As we stood there in the morning dreariness of Dachau, we noticed that there was an odor to the place. I don’t know or want to know what stench must have pervaded the air forty years before, when the US Army first liberated that place, but in the humidity of that day, I and others thought we might have gotten a small hint. At least in the mid-eighties, death still haunted the place. Maybe it was the power of suggestion. Maybe it had been the photographs of what had been found upon the camp’s liberation. Perhaps it was the interminable misery that we all knew must have been the daily torture of that sickening place, combined with the sense among us that we were the military descendants of the men who liberated that camp. All of these made it so much more real and so much more vivid. Except for some of the senior Non-Commissioned Officers, and a few of the officers, we were nearly all under thirty years old, and a clear majority under twenty-five. It was interesting to see that even the toughest of the tough guys among us seemed to have lumps in their throats as we surveyed the site. At the root of it, part of our mission was to see to it that there would never be such a place again, and that even worse would not be visited again on this Earth.

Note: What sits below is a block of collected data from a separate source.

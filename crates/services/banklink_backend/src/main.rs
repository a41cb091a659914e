// File: services/banklink_backend/src/main.rs
use banklink_backend::{build_app, service_factory::BanklinkServiceFactory};
use banklink_common::logging;
use banklink_config::load_config;
use std::sync::Arc;
use tokio::net::TcpListener;
use tracing::{error, info};

#[tokio::main]
async fn main() {
    logging::init();

    let config = match load_config() {
        Ok(config) => Arc::new(config),
        Err(e) => {
            logging::log_error(e, "Failed to load config");
            std::process::exit(1);
        }
    };

    let factory = BanklinkServiceFactory::new(&config);
    let app = build_app(config.clone(), &factory);

    let addr = format!("{}:{}", config.server.host, config.server.port);
    let listener = match TcpListener::bind(&addr).await {
        Ok(listener) => listener,
        Err(e) => {
            error!("Failed to bind {}: {}", addr, e);
            std::process::exit(1);
        }
    };
    info!("Starting server at http://{}", addr);
    info!("API endpoints available at http://{}/api", addr);

    if let Err(e) = axum::serve(listener, app.into_make_service()).await {
        error!("Server error: {}", e);
        std::process::exit(1);
    }
}
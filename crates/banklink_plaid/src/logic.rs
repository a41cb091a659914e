// --- File: crates/banklink_plaid/src/logic.rs ---
use banklink_common::{AccessCredential, HTTP_CLIENT};
use banklink_config::PlaidConfig;
use chrono::{DateTime, Utc};
use serde::{de::DeserializeOwned, Deserialize, Serialize};
use tracing::{debug, error, info};

use crate::error::PlaidError;

/// Products requested for every link session (account and routing numbers).
pub const PRODUCTS: &[&str] = &["auth"];
/// Countries the link widget offers institutions from.
pub const COUNTRY_CODES: &[&str] = &["US"];
/// Language of the link widget.
pub const LANGUAGE: &str = "en";
/// API version pinned on every request.
pub const PLAID_VERSION: &str = "2020-09-14";

// --- Request payloads sent TO Plaid ---

#[derive(Serialize, Debug)]
struct LinkTokenUser<'a> {
    client_user_id: &'a str,
}

#[derive(Serialize, Debug)]
struct LinkTokenCreateRequest<'a> {
    client_name: &'a str,
    user: LinkTokenUser<'a>,
    products: &'a [&'a str],
    country_codes: &'a [&'a str],
    language: &'a str,
}

#[derive(Serialize, Debug)]
struct PublicTokenExchangeRequest<'a> {
    public_token: &'a str,
}

// Not Debug: carries the raw access credential.
#[derive(Serialize)]
struct ProcessorTokenCreateRequest<'a> {
    access_token: &'a str,
    account_id: &'a str,
}

// --- Responses FROM Plaid ---

/// Response FROM Plaid for `/link/token/create`.
#[derive(Deserialize, Debug, Clone)]
pub struct LinkTokenCreateResponse {
    pub link_token: String,
    pub expiration: Option<DateTime<Utc>>,
    pub request_id: Option<String>,
}

/// Response FROM Plaid for `/item/public_token/exchange`.
#[derive(Deserialize, Debug, Clone)]
pub struct PublicTokenExchangeResponse {
    pub access_token: AccessCredential,
    pub item_id: Option<String>,
    pub request_id: Option<String>,
}

/// Response FROM Plaid for `/processor/stripe/bank_account_token/create`.
#[derive(Deserialize, Debug, Clone)]
pub struct StripeBankAccountTokenResponse {
    pub stripe_bank_account_token: String,
    pub request_id: Option<String>,
}

/// Error body returned by Plaid on non-2xx answers.
#[derive(Deserialize, Debug, Clone, Default)]
pub struct PlaidErrorBody {
    #[serde(default)]
    pub error_type: String,
    #[serde(default)]
    pub error_code: String,
    #[serde(default)]
    pub error_message: String,
    pub display_message: Option<String>,
    pub request_id: Option<String>,
}

// --- Core Logic Functions ---

/// Creates a link token for the Plaid Link widget, scoped to one user.
pub async fn create_link_token(
    plaid_config: &PlaidConfig,
    client_user_id: &str,
) -> Result<LinkTokenCreateResponse, PlaidError> {
    info!("[Plaid Logic] Creating link token");
    debug!("[Plaid Logic] Link token client user: {}", client_user_id);
    let request = LinkTokenCreateRequest {
        client_name: &plaid_config.client_name,
        user: LinkTokenUser { client_user_id },
        products: PRODUCTS,
        country_codes: COUNTRY_CODES,
        language: LANGUAGE,
    };
    let response: LinkTokenCreateResponse =
        post_json(plaid_config, "/link/token/create", &request).await?;
    info!(
        "[Plaid Logic] Link token created (request_id: {:?}, expires: {:?})",
        response.request_id, response.expiration
    );
    Ok(response)
}

/// Exchanges a public token from Plaid Link for an access token.
pub async fn exchange_public_token(
    plaid_config: &PlaidConfig,
    public_token: &str,
) -> Result<PublicTokenExchangeResponse, PlaidError> {
    info!("[Plaid Logic] Exchanging public token");
    let request = PublicTokenExchangeRequest { public_token };
    let response: PublicTokenExchangeResponse =
        post_json(plaid_config, "/item/public_token/exchange", &request).await?;
    info!(
        "[Plaid Logic] Public token exchanged for item {:?}",
        response.item_id
    );
    Ok(response)
}

/// Creates a Stripe bank-account token for one account of a linked item.
pub async fn create_stripe_bank_account_token(
    plaid_config: &PlaidConfig,
    access_token: &AccessCredential,
    account_id: &str,
) -> Result<StripeBankAccountTokenResponse, PlaidError> {
    info!(
        "[Plaid Logic] Creating Stripe bank account token for account {}",
        account_id
    );
    let request = ProcessorTokenCreateRequest {
        access_token: access_token.expose(),
        account_id,
    };
    post_json(
        plaid_config,
        "/processor/stripe/bank_account_token/create",
        &request,
    )
    .await
}

/// Sends an authenticated JSON POST to Plaid and decodes the answer.
async fn post_json<B: Serialize, T: DeserializeOwned>(
    plaid_config: &PlaidConfig,
    endpoint: &str,
    body: &B,
) -> Result<T, PlaidError> {
    let base = plaid_config.api_base().trim_end_matches('/');
    if base.is_empty() {
        return Err(PlaidError::ConfigError);
    }
    let api_url = format!("{}{}", base, endpoint);

    let response = HTTP_CLIENT
        .post(&api_url)
        .header("PLAID-CLIENT-ID", &plaid_config.client_id)
        .header("PLAID-SECRET", &plaid_config.secret)
        .header("Plaid-Version", PLAID_VERSION)
        .json(body)
        .send()
        .await?;

    let status = response.status();
    let body_text = response.text().await?;

    info!("[Plaid Logic] {} response status: {}", endpoint, status);

    if status.is_success() {
        serde_json::from_str(&body_text).map_err(|e| {
            error!("[Plaid Logic] {} returned an unreadable body: {}", endpoint, e);
            PlaidError::ParseError(e)
        })
    } else {
        let error_body = parse_error_body(&body_text);
        error!(
            "[Plaid Logic] {} failed with HTTP status: {}. {}: {} (request_id: {:?})",
            endpoint,
            status,
            error_body.error_code,
            error_body.error_message,
            error_body.request_id
        );
        Err(PlaidError::ApiError {
            status_code: status.as_u16(),
            error_type: error_body.error_type,
            error_code: error_body.error_code,
            message: error_body.error_message,
        })
    }
}

/// Parses a Plaid error body, keeping the raw text when it is not one.
pub fn parse_error_body(body_text: &str) -> PlaidErrorBody {
    match serde_json::from_str::<PlaidErrorBody>(body_text) {
        Ok(body) if !body.error_message.is_empty() => body,
        _ => PlaidErrorBody {
            error_message: body_text.to_string(),
            ..PlaidErrorBody::default()
        },
    }
}
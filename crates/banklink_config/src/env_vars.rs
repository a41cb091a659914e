//! Environment variable naming for the Banklink service.
//!
//! Two naming schemes are understood. The structured one mirrors the
//! configuration tree (`BANKLINK__STRIPE__PRICE_ID`), the legacy one is the
//! flat set of names operators already export (`STRIPE_PRICE_ID`, `PORT`).

/// The prefix for structured configuration environment variables
pub const DEFAULT_PREFIX: &str = "BANKLINK";

/// The separator for structured configuration environment variables
pub const CONFIG_SEPARATOR: &str = "__";

/// Configuration paths that may also be set through a legacy flat name.
pub const LEGACY_PATHS: &[&str] = &[
    "stripe.secret_key",
    "stripe.price_id",
    "plaid.client_id",
    "plaid.secret",
    "plaid.env",
    "server.port",
];

/// Convert a configuration path to its structured environment variable name
///
/// `"stripe.price_id"` becomes `"BANKLINK__STRIPE__PRICE_ID"`.
pub fn config_path_to_env_var(path: &str) -> String {
    let path = path.replace('.', CONFIG_SEPARATOR);
    format!("{}{}{}", DEFAULT_PREFIX, CONFIG_SEPARATOR, path).to_uppercase()
}

/// Convert a configuration path to its legacy flat environment variable name
///
/// `"plaid.client_id"` becomes `"PLAID_CLIENT_ID"`. The listening port keeps
/// its conventional bare `PORT` name.
pub fn legacy_path_to_env_var(path: &str) -> String {
    if path == "server.port" {
        return "PORT".to_string();
    }

    let parts: Vec<&str> = path.split('.').collect();
    if parts.len() < 2 {
        return path.to_uppercase();
    }

    let service = parts[0];
    let key = parts[1..].join("_");
    format!("{}_{}", service, key).to_uppercase()
}

/// Check if a path holds a credential that must never be logged
pub fn is_secret_path(path: &str) -> bool {
    let path_lower = path.to_lowercase();
    path_lower.contains("secret") || path_lower.contains("key") || path_lower.contains("token")
}
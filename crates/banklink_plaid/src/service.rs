// --- File: crates/banklink_plaid/src/service.rs ---
use banklink_common::{
    AccessCredential, BankLinkService, BanklinkError, BoxFuture, LinkSession, ProcessorToken,
};
use banklink_config::PlaidConfig;

use crate::logic::{
    create_link_token, create_stripe_bank_account_token, exchange_public_token,
    LinkTokenCreateResponse,
};

/// Plaid bank-linking service implementation
pub struct PlaidLinkService {
    config: PlaidConfig,
}

impl PlaidLinkService {
    /// Create a new Plaid link service
    pub fn new(config: PlaidConfig) -> Self {
        Self { config }
    }
}

impl From<LinkTokenCreateResponse> for LinkSession {
    fn from(response: LinkTokenCreateResponse) -> Self {
        LinkSession {
            link_token: response.link_token,
            expiration: response.expiration,
            request_id: response.request_id,
        }
    }
}

impl BankLinkService for PlaidLinkService {
    type Error = BanklinkError;

    fn create_link_token(&self, client_user_id: &str) -> BoxFuture<'_, LinkSession, Self::Error> {
        let client_user_id = client_user_id.to_string();
        Box::pin(async move {
            create_link_token(&self.config, &client_user_id)
                .await
                .map(LinkSession::from)
                .map_err(BanklinkError::from)
        })
    }

    fn exchange_public_token(
        &self,
        public_token: &str,
    ) -> BoxFuture<'_, AccessCredential, Self::Error> {
        let public_token = public_token.to_string();
        Box::pin(async move {
            exchange_public_token(&self.config, &public_token)
                .await
                .map(|response| response.access_token)
                .map_err(BanklinkError::from)
        })
    }

    fn create_processor_token(
        &self,
        access: &AccessCredential,
        account_id: &str,
    ) -> BoxFuture<'_, ProcessorToken, Self::Error> {
        let access = access.clone();
        let account_id = account_id.to_string();
        Box::pin(async move {
            create_stripe_bank_account_token(&self.config, &access, &account_id)
                .await
                .map(|response| ProcessorToken(response.stripe_bank_account_token))
                .map_err(BanklinkError::from)
        })
    }
}
// --- File: crates/banklink_common/src/http.rs ---
use axum::{
    extract::rejection::JsonRejection,
    http::StatusCode,
    response::{IntoResponse, Response},
    Json,
};
use serde::Serialize;

use crate::error::{validation_error, BanklinkError};

// Include the client module
pub mod client;

/// Body returned for every failed API call.
#[derive(Serialize, Debug)]
#[cfg_attr(feature = "openapi", derive(utoipa::ToSchema))]
pub struct ErrorBody {
    pub error: String,
}

/// Extension trait for BanklinkError to convert it to an Axum HTTP response.
///
/// Callers get a single failure shape: status 500 and `{ "error": message }`
/// carrying the raw message. The kind of failure and the provider name are
/// only visible in the logs.
pub trait IntoHttpResponse {
    /// Converts the error into an Axum HTTP response.
    fn into_http_response(self) -> Response;
}

impl IntoHttpResponse for BanklinkError {
    fn into_http_response(self) -> Response {
        let body = Json(ErrorBody {
            error: self.message().to_string(),
        });
        (StatusCode::INTERNAL_SERVER_ERROR, body).into_response()
    }
}

/// Implement IntoResponse for BanklinkError to make it easier to use in Axum handlers.
impl IntoResponse for BanklinkError {
    fn into_response(self) -> Response {
        self.into_http_response()
    }
}

/// Converts a rejected JSON body into the common error type.
impl From<JsonRejection> for BanklinkError {
    fn from(rejection: JsonRejection) -> Self {
        validation_error(rejection.body_text())
    }
}

/// A utility function to convert a Result<T, BanklinkError> to a Result<Json<T>, Response>.
/// This is useful for Axum handlers that return a JSON response.
pub fn handle_json_result<T>(result: Result<T, BanklinkError>) -> Result<Json<T>, Response>
where
    T: Serialize,
{
    result.map(Json).map_err(|err| err.into_response())
}

#[cfg(test)]
mod tests {
    use super::*;
    use crate::error::{external_service_error, parse_error};

    async fn error_body(err: BanklinkError) -> (StatusCode, serde_json::Value) {
        let response = err.into_response();
        let status = response.status();
        let bytes = axum::body::to_bytes(response.into_body(), usize::MAX)
            .await
            .unwrap();
        (status, serde_json::from_slice(&bytes).unwrap())
    }

    #[tokio::test]
    async fn test_error_renders_as_server_error_with_raw_provider_message() {
        let (status, body) =
            error_body(external_service_error("Plaid", Some(400), "INVALID_PUBLIC_TOKEN")).await;

        assert_eq!(status, StatusCode::INTERNAL_SERVER_ERROR);
        assert_eq!(body["error"], "INVALID_PUBLIC_TOKEN");
    }

    #[tokio::test]
    async fn test_parse_error_body_has_no_prefix() {
        let (status, body) = error_body(parse_error("missing field `id`")).await;

        assert_eq!(status, StatusCode::INTERNAL_SERVER_ERROR);
        assert_eq!(body["error"], "missing field `id`");
    }

    #[tokio::test]
    async fn test_handle_json_result_passes_success_through() {
        let ok: Result<serde_json::Value, BanklinkError> = Ok(serde_json::json!({ "ok": true }));
        match handle_json_result(ok) {
            Ok(Json(value)) => assert_eq!(value["ok"], true),
            Err(_) => panic!("expected a JSON success"),
        }
    }
}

I’m thirty-five years older, and at least a couple of years wiser than I had been. The Nazi Holocaust was real. Mass-murder in assembly-line factories, where the victims were processed, dehumanized, stripped even of their teeth, and murdered en masse, all of this was a feature of Nazi Germany – not a bug. It wasn’t accidental. It wasn’t an aberration. This was the desired outcome of their leaders and not a few of their underlings. We must teach our young about this because one cannot remember that which one has never known.
I can’t pretend to tell you what you might feel upon visiting that place, but if you find yourself in Bavaria, please put it on your itinerary. With the rise of anti-Semitism in the United States, I fear that the sort of vast ignorance and blind hatred and scapegoating so common in 1930s Europe might rise again here. We see that we now have one major political party, the members of which will not condemn it. We see that it is rationalized by their leaders and ignored for the sake of party unity even by some of their Jewish members. It’s being white-washed and tolerated again. They’ve concealed it behind neutered platitudes about generic “hate,” all without confronting the naked anti-Semitism now rampant and increasingly acceptable in their party. Those who had once vehemently pledged “Never again” seem now to be saying “Never Mind.”
We mustn’t let this happen. We must learn the truth and speak the truth.
Please visit the Dachau website and take the virtual tour. It’s not the same as being there, but it should provide you some idea of the scale of what happened there.